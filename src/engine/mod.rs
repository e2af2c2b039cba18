//! Shared playback core
//!
//! Tracklist, playback state and collaborators live behind one mutex so that
//! a mutation, its version bump and its bus event happen together.

pub mod playback;
pub mod tracklist;

pub use playback::{Playback, PlaybackError, PlaybackState};
pub use tracklist::{Tracklist, TracklistError};

use std::sync::Arc;
use std::time::{Duration, Instant};
use tokio::sync::{mpsc, Mutex};
use tokio::task::JoinHandle;
use tokio_util::sync::CancellationToken;

use crate::adapters::{AudioPlayer, LibraryRouter, PlaylistStore, TrackFinished};
use crate::bus::{SharedBus, Subsystem};
use crate::models::{TlTrack, Tlid, Track};

#[derive(Debug, Clone, PartialEq, Eq, thiserror::Error)]
pub enum CoreError {
    #[error(transparent)]
    Tracklist(#[from] TracklistError),
    #[error(transparent)]
    Playback(#[from] PlaybackError),
}

/// Name of the single audio output
pub const OUTPUT_NAME: &str = "Default output";

pub struct Core {
    pub tracklist: Tracklist,
    pub playback: Playback,
    pub library: LibraryRouter,
    pub playlists: Arc<dyn PlaylistStore>,
    volume: u8,
    output_enabled: bool,
    started_at: Instant,
    bus: SharedBus,
}

/// Core shared between sessions
pub type SharedCore = Arc<Mutex<Core>>;

impl Core {
    pub fn new(
        audio: Arc<dyn AudioPlayer>,
        library: LibraryRouter,
        playlists: Arc<dyn PlaylistStore>,
        bus: SharedBus,
    ) -> Self {
        Self::from_parts(
            Tracklist::new(bus.clone()),
            Playback::new(audio, bus.clone()),
            library,
            playlists,
            bus,
        )
    }

    /// Assemble from prebuilt parts (e.g. seeded tracklist and playback)
    pub fn from_parts(
        tracklist: Tracklist,
        playback: Playback,
        library: LibraryRouter,
        playlists: Arc<dyn PlaylistStore>,
        bus: SharedBus,
    ) -> Self {
        Self {
            tracklist,
            playback,
            library,
            playlists,
            volume: 100,
            output_enabled: true,
            started_at: Instant::now(),
            bus,
        }
    }

    pub fn into_shared(self) -> SharedCore {
        Arc::new(Mutex::new(self))
    }

    pub fn bus(&self) -> &SharedBus {
        &self.bus
    }

    pub fn uptime(&self) -> Duration {
        self.started_at.elapsed()
    }

    pub fn current(&self) -> Option<&TlTrack> {
        self.playback.current(&self.tracklist)
    }

    /// Position of the current entry in the tracklist
    pub fn current_position(&self) -> Option<usize> {
        self.playback
            .current_tlid()
            .and_then(|tlid| self.tracklist.index_of(tlid))
    }

    // =========================================================================
    // Tracklist edits
    // =========================================================================

    /// Apply a tracklist edit and let playback react to it
    fn edit_tracklist<T>(
        &mut self,
        edit: impl FnOnce(&mut Tracklist) -> Result<T, TracklistError>,
    ) -> Result<T, CoreError> {
        let position = self.current_position();
        let result = edit(&mut self.tracklist)?;
        self.playback.on_tracklist_change(&self.tracklist, position)?;
        Ok(result)
    }

    pub fn add(&mut self, tracks: Vec<Track>, position: Option<usize>) -> Result<Vec<TlTrack>, CoreError> {
        if tracks.is_empty() {
            return Ok(Vec::new());
        }
        self.edit_tracklist(|tracklist| tracklist.insert_at(tracks, position))
    }

    pub fn remove(&mut self, tlid: Tlid) -> Result<TlTrack, CoreError> {
        self.edit_tracklist(|tracklist| tracklist.remove(tlid))
    }

    pub fn remove_range(&mut self, start: usize, end: Option<usize>) -> Result<Vec<TlTrack>, CoreError> {
        self.edit_tracklist(|tracklist| tracklist.remove_range(start, end))
    }

    pub fn move_range(&mut self, start: usize, end: usize, to: usize) -> Result<(), CoreError> {
        self.edit_tracklist(|tracklist| tracklist.move_range(start, end, to))
    }

    pub fn swap(&mut self, pos1: usize, pos2: usize) -> Result<(), CoreError> {
        self.edit_tracklist(|tracklist| tracklist.swap(pos1, pos2))
    }

    pub fn swap_tlids(&mut self, tlid1: Tlid, tlid2: Tlid) -> Result<(), CoreError> {
        self.edit_tracklist(|tracklist| tracklist.swap_tlids(tlid1, tlid2))
    }

    pub fn shuffle(&mut self, start: Option<usize>, end: Option<usize>) -> Result<(), CoreError> {
        self.edit_tracklist(|tracklist| tracklist.shuffle(start, end))
    }

    pub fn clear(&mut self) -> Result<(), CoreError> {
        self.edit_tracklist(|tracklist| {
            tracklist.clear();
            Ok(())
        })
    }

    // =========================================================================
    // Playback
    // =========================================================================

    pub fn play(&mut self, tlid: Option<Tlid>) -> Result<(), CoreError> {
        Ok(self.playback.play(&self.tracklist, tlid)?)
    }

    pub fn next(&mut self) -> Result<(), CoreError> {
        Ok(self.playback.next(&mut self.tracklist)?)
    }

    pub fn previous(&mut self) -> Result<(), CoreError> {
        Ok(self.playback.previous(&mut self.tracklist)?)
    }

    pub fn seek(&mut self, position_ms: i64) -> Result<(), CoreError> {
        Ok(self.playback.seek(&mut self.tracklist, position_ms)?)
    }

    /// Seek in `tlid`, switching to it first if it is not current
    pub fn seek_in(&mut self, tlid: Tlid, position_ms: i64) -> Result<(), CoreError> {
        if self.playback.current_tlid() != Some(tlid) {
            self.playback.play(&self.tracklist, Some(tlid))?;
        }
        self.seek(position_ms)
    }

    pub fn set_random(&mut self, value: bool) {
        self.playback.set_random(&self.tracklist, value);
    }

    pub fn end_of_track(&mut self, tlid: Tlid) -> Result<(), CoreError> {
        Ok(self.playback.end_of_track(&mut self.tracklist, tlid)?)
    }

    // =========================================================================
    // Mixer and outputs
    // =========================================================================

    pub fn volume(&self) -> u8 {
        self.volume
    }

    /// Set the volume, clamped to 0..=100
    pub fn set_volume(&mut self, volume: i64) {
        let volume = volume.clamp(0, 100) as u8;
        if volume != self.volume {
            self.volume = volume;
            self.bus.publish(Subsystem::Mixer);
        }
    }

    pub fn output_enabled(&self) -> bool {
        self.output_enabled
    }

    pub fn set_output_enabled(&mut self, enabled: bool) {
        if enabled != self.output_enabled {
            self.output_enabled = enabled;
            self.bus.publish(Subsystem::Output);
        }
    }

    /// Record a library refresh
    pub fn update_library(&mut self) {
        self.bus.publish(Subsystem::Update);
        self.bus.publish(Subsystem::Database);
    }
}

/// Feed end-of-track notifications from the audio output into the core
pub fn spawn_end_of_track_listener(
    core: SharedCore,
    mut finished: mpsc::Receiver<TrackFinished>,
    shutdown: CancellationToken,
) -> JoinHandle<()> {
    tokio::spawn(async move {
        loop {
            tokio::select! {
                _ = shutdown.cancelled() => {
                    tracing::debug!("End of track listener shutting down");
                    break;
                }
                event = finished.recv() => {
                    let Some(TrackFinished { tlid }) = event else {
                        break;
                    };
                    let mut core = core.lock().await;
                    if let Err(e) = core.end_of_track(tlid) {
                        tracing::warn!("End of track {} failed: {}", tlid, e);
                    }
                }
            }
        }
    })
}

#[cfg(test)]
mod tests {
    use super::*;
    use crate::adapters::memory::MemoryPlaylists;
    use crate::adapters::simulated::SimulatedPlayer;
    use crate::bus::create_bus;

    fn core() -> (Core, mpsc::Receiver<TrackFinished>) {
        let (player, rx) = SimulatedPlayer::new(CancellationToken::new());
        let core = Core::new(
            Arc::new(player),
            LibraryRouter::new(),
            Arc::new(MemoryPlaylists::new()),
            create_bus(),
        );
        (core, rx)
    }

    fn tracks(count: usize, length: Option<u64>) -> Vec<Track> {
        (0..count)
            .map(|i| Track {
                length,
                ..Track::new(format!("local:{}", i))
            })
            .collect()
    }

    #[test]
    fn test_deleting_playing_entry_advances() {
        let (mut core, _rx) = core();
        core.add(tracks(3, None), None).unwrap();
        core.play(Some(2)).unwrap();

        core.remove(2).unwrap();
        assert_eq!(core.playback.current_tlid(), Some(3));
        assert_eq!(core.playback.state(), PlaybackState::Playing);
    }

    #[test]
    fn test_deleting_last_playing_entry_stops() {
        let (mut core, _rx) = core();
        core.add(tracks(2, None), None).unwrap();
        core.play(Some(2)).unwrap();

        core.remove_range(1, None).unwrap();
        assert_eq!(core.playback.state(), PlaybackState::Stopped);
        assert_eq!(core.playback.current_tlid(), None);
    }

    #[test]
    fn test_clear_stops() {
        let (mut core, _rx) = core();
        core.add(tracks(2, None), None).unwrap();
        core.play(None).unwrap();
        core.clear().unwrap();

        assert_eq!(core.playback.state(), PlaybackState::Stopped);
        assert_eq!(core.current(), None);
    }

    #[test]
    fn test_volume_clamps_and_publishes() {
        let (mut core, _rx) = core();
        let (_, mailbox) = core.bus().register();

        core.set_volume(150);
        assert_eq!(core.volume(), 100);
        assert!(mailbox.pending_snapshot().is_empty());

        core.set_volume(-4);
        assert_eq!(core.volume(), 0);
        assert!(mailbox.pending_snapshot().contains(&Subsystem::Mixer));
    }

    #[tokio::test]
    async fn test_end_of_track_listener_advances() {
        let (mut core, rx) = core();
        core.add(tracks(2, Some(20)), None).unwrap();
        core.play(Some(1)).unwrap();
        let core = core.into_shared();
        let shutdown = CancellationToken::new();
        let listener = spawn_end_of_track_listener(core.clone(), rx, shutdown.clone());

        let mut advanced = false;
        for _ in 0..100 {
            tokio::time::sleep(Duration::from_millis(10)).await;
            let current = core.lock().await.playback.current_tlid();
            if current != Some(1) {
                advanced = true;
                break;
            }
        }
        shutdown.cancel();
        listener.await.unwrap();
        assert!(advanced, "playback should move past the first track");
    }
}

★ ★ ★ ★ ★ ★ ★

## Task directions
Extract the lines of the preceding material that run from the line with "#[derive(Debug, Clone, PartialEq, Eq, thiserror::Error)]" through the line with "pub const OUTPUT_NAME: &str", inclusive, reproducing them exactly and adding nothing.

## Task response
#[derive(Debug, Clone, PartialEq, Eq, thiserror::Error)]
pub enum CoreError {
    #[error(transparent)]
    Tracklist(#[from] TracklistError),
    #[error(transparent)]
    Playback(#[from] PlaybackError),
}

/// Name of the single audio output
pub const OUTPUT_NAME: &str = "Default output";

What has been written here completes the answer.